In a possible implementation, before the acquiring the recognition algorithm corresponding to the dialect type as the target algorithm, the method further includes:

A database is established for the correspondence between the dialect type and the recognition algorithm, and one dialect type in the database corresponding to the dialect type and the recognition algorithm corresponds to a recognition algorithm.

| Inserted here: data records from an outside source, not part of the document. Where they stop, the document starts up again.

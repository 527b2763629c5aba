use std::collections::HashMap;
use std::fmt;
use std::sync::{Arc, Mutex};

use crate::marshal::MarshalError;

/// Decodes a pushed snapshot payload into the subscriber's type and hands it over.
pub(crate) type Deliver = Arc<dyn Fn(&str) -> Result<(), MarshalError> + Send + Sync + 'static>;

pub(crate) struct Subscription {
    pub collection: String,
    pub type_name: &'static str,
    pub deliver: Deliver,
}

#[derive(Debug, PartialEq, Eq)]
pub(crate) enum Dispatch {
    Delivered,
    Unknown,
    Rejected(MarshalError),
}

/// Document subscriptions keyed by document id, the only correlation key a
/// snapshot push carries.
#[derive(Default)]
pub(crate) struct SubscriptionRegistry {
    entries: Mutex<HashMap<String, Subscription>>,
}

impl SubscriptionRegistry {
    /// Adds the subscription unless one exists for `doc_id`.
    pub fn insert_if_absent(&self, doc_id: &str, subscription: Subscription) -> bool {
        let mut entries = self.entries.lock().unwrap();
        if entries.contains_key(doc_id) {
            return false;
        }
        entries.insert(doc_id.to_string(), subscription);
        true
    }

    pub fn remove(&self, doc_id: &str) -> Option<Subscription> {
        self.entries.lock().unwrap().remove(doc_id)
    }

    pub fn contains(&self, doc_id: &str) -> bool {
        self.entries.lock().unwrap().contains_key(doc_id)
    }

    pub fn collection_of(&self, doc_id: &str) -> Option<String> {
        self.entries
            .lock()
            .unwrap()
            .get(doc_id)
            .map(|subscription| subscription.collection.clone())
    }

    pub fn len(&self) -> usize {
        self.entries.lock().unwrap().len()
    }

    /// Runs the delivery outside the lock so a callback may (un)subscribe.
    pub fn dispatch(&self, doc_id: &str, raw: &str) -> Dispatch {
        let deliver = {
            let entries = self.entries.lock().unwrap();
            match entries.get(doc_id) {
                Some(subscription) => subscription.deliver.clone(),
                None => return Dispatch::Unknown,
            }
        };
        match deliver(raw) {
            Ok(()) => Dispatch::Delivered,
            Err(err) => Dispatch::Rejected(err),
        }
    }

    pub fn type_name_of(&self, doc_id: &str) -> Option<&'static str> {
        self.entries
            .lock()
            .unwrap()
            .get(doc_id)
            .map(|subscription| subscription.type_name)
    }
}

impl fmt::Debug for SubscriptionRegistry {
    fn fmt(&self, f: &mut fmt::Formatter<'_>) -> fmt::Result {
        let entries = self.entries.lock().unwrap();
        f.debug_map()
            .entries(entries.iter().map(|(doc_id, subscription)| {
                (doc_id, (&subscription.collection, subscription.type_name))
            }))
            .finish()
    }
}

#[cfg(test)]
mod tests {
    use super::*;
    use std::sync::atomic::{AtomicUsize, Ordering};

    fn counting(counter: Arc<AtomicUsize>) -> Subscription {
        Subscription {
            collection: "cards".into(),
            type_name: "Card",
            deliver: Arc::new(move |raw: &str| {
                if raw == "bad" {
                    return Err(MarshalError::shape("bad payload"));
                }
                counter.fetch_add(1, Ordering::SeqCst);
                Ok(())
            }),
        }
    }

    #[test]
    fn first_subscription_wins() {
        let registry = SubscriptionRegistry::default();
        let first = Arc::new(AtomicUsize::new(0));
        let second = Arc::new(AtomicUsize::new(0));

        assert!(registry.insert_if_absent("c1", counting(first.clone())));
        assert!(!registry.insert_if_absent("c1", counting(second.clone())));
        assert_eq!(registry.dispatch("c1", "{}"), Dispatch::Delivered);

        assert_eq!(first.load(Ordering::SeqCst), 1);
        assert_eq!(second.load(Ordering::SeqCst), 0);
        assert_eq!(registry.len(), 1);
    }

    #[test]
    fn unknown_and_rejected_pushes() {
        let registry = SubscriptionRegistry::default();
        registry.insert_if_absent("c1", counting(Arc::new(AtomicUsize::new(0))));

        assert_eq!(registry.dispatch("c2", "{}"), Dispatch::Unknown);
        assert!(matches!(registry.dispatch("c1", "bad"), Dispatch::Rejected(_)));

        registry.remove("c1");
        assert_eq!(registry.dispatch("c1", "{}"), Dispatch::Unknown);
        assert!(!registry.contains("c1"));
    }
}
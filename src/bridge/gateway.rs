use std::fmt;
use std::sync::Arc;

use serde_json::Value;

use crate::bridge::error::{BridgeError, BridgeResult};
use crate::bridge::retry::{retry, RetryPolicy};

/// Executes a named operation in the script context.
///
/// `operation` is a dotted path relative to the script-side root object, for example
/// `auth.signInWithPopup`. Arguments are positional JSON values. Implementations must
/// report a script side that is not attached yet as [`BridgeError::Unavailable`] so
/// retrying call sites can tell it apart from a script failure.
#[cfg_attr(target_arch = "wasm32", async_trait::async_trait(?Send))]
#[cfg_attr(not(target_arch = "wasm32"), async_trait::async_trait)]
pub trait BridgeTransport: Send + Sync {
    async fn call(&self, operation: &str, args: Vec<Value>) -> BridgeResult<Value>;
}

/// Generic boundary call gateway shared by every service.
///
/// The gateway never retries on its own; call sites pick between [`BridgeGateway::invoke`]
/// and [`BridgeGateway::invoke_with_retry`] depending on whether the operation is safe to
/// repeat.
#[derive(Clone)]
pub struct BridgeGateway {
    transport: Arc<dyn BridgeTransport>,
}

impl BridgeGateway {
    pub fn new(transport: Arc<dyn BridgeTransport>) -> Self {
        Self { transport }
    }

    /// Gateway backed by the browser script context.
    #[cfg(all(target_arch = "wasm32", feature = "wasm-web"))]
    pub fn web() -> Self {
        Self::new(Arc::new(crate::bridge::WebBridgeTransport::default()))
    }

    pub async fn invoke(&self, operation: &str, args: Vec<Value>) -> BridgeResult<Value> {
        self.transport.call(operation, args).await
    }

    pub async fn invoke_with_retry(
        &self,
        operation: &str,
        args: Vec<Value>,
        policy: RetryPolicy,
    ) -> BridgeResult<Value> {
        retry(policy, operation, move || self.invoke(operation, args.clone())).await
    }

    /// Invokes an operation whose result is a JSON document encoded as a string.
    pub async fn invoke_text(&self, operation: &str, args: Vec<Value>) -> BridgeResult<String> {
        let value = self.invoke(operation, args).await?;
        Ok(value_to_text(value))
    }

    pub async fn invoke_text_with_retry(
        &self,
        operation: &str,
        args: Vec<Value>,
        policy: RetryPolicy,
    ) -> BridgeResult<String> {
        let value = self.invoke_with_retry(operation, args, policy).await?;
        Ok(value_to_text(value))
    }

    /// Invokes an operation that answers with a boolean, retrying any failure.
    ///
    /// A non-boolean answer counts as a failed attempt.
    pub async fn invoke_bool_with_retry(
        &self,
        operation: &str,
        args: Vec<Value>,
        policy: RetryPolicy,
    ) -> BridgeResult<bool> {
        retry(policy, operation, move || {
            let args = args.clone();
            async move {
                let value = self.invoke(operation, args).await?;
                value_to_bool(operation, value)
            }
        })
        .await
    }
}

impl fmt::Debug for BridgeGateway {
    fn fmt(&self, f: &mut fmt::Formatter<'_>) -> fmt::Result {
        f.debug_struct("BridgeGateway").finish_non_exhaustive()
    }
}

/// Script functions are expected to return `JSON.stringify(...)` output, but a plain
/// object is tolerated and re-encoded.
fn value_to_text(value: Value) -> String {
    match value {
        Value::String(text) => text,
        Value::Null => String::new(),
        other => other.to_string(),
    }
}

fn value_to_bool(operation: &str, value: Value) -> BridgeResult<bool> {
    match value {
        Value::Bool(flag) => Ok(flag),
        Value::String(text) if text.eq_ignore_ascii_case("true") => Ok(true),
        Value::String(text) if text.eq_ignore_ascii_case("false") => Ok(false),
        other => Err(BridgeError::UnexpectedResponse {
            operation: operation.to_string(),
            found: other.to_string(),
        }),
    }
}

In a possible implementation manner, acquiring the recognition algorithm corresponding to the dialect type as the target algorithm includes:

When the determined number of dialect types is greater than one, an identification algorithm corresponding to each type of dialect is obtained as the target algorithm.

In a possible implementation manner, the using the target algorithm to perform voice recognition on the voice data to obtain a recognition result includes:

The voice data is voice-recognized using the acquired target algorithms, and the accurate probability maximum recognition result is used as the final recognition result.

In a possible implementation, after the voice data is voice-recognized to obtain the recognition result by using the target algorithm, the method further includes:

Sort the recognition results according to the exact probability from large to small;

Outputting an accurate probability that is greater than or equal to at least two recognition results of a preset threshold;

Receiving a selection instruction;

After the selection instruction specifies an accurate recognition result in the at least two recognition results, the target algorithm is modified to a recognition algorithm corresponding to the recognition result.

In a possible implementation, the method further includes: recording the recognition result to the recognition result set, determining the recognition result with the highest accuracy in the recognition result set, and using the recognition algorithm corresponding to the highest accuracy one type of recognition result as a follow-up A recognition algorithm for speech recognition.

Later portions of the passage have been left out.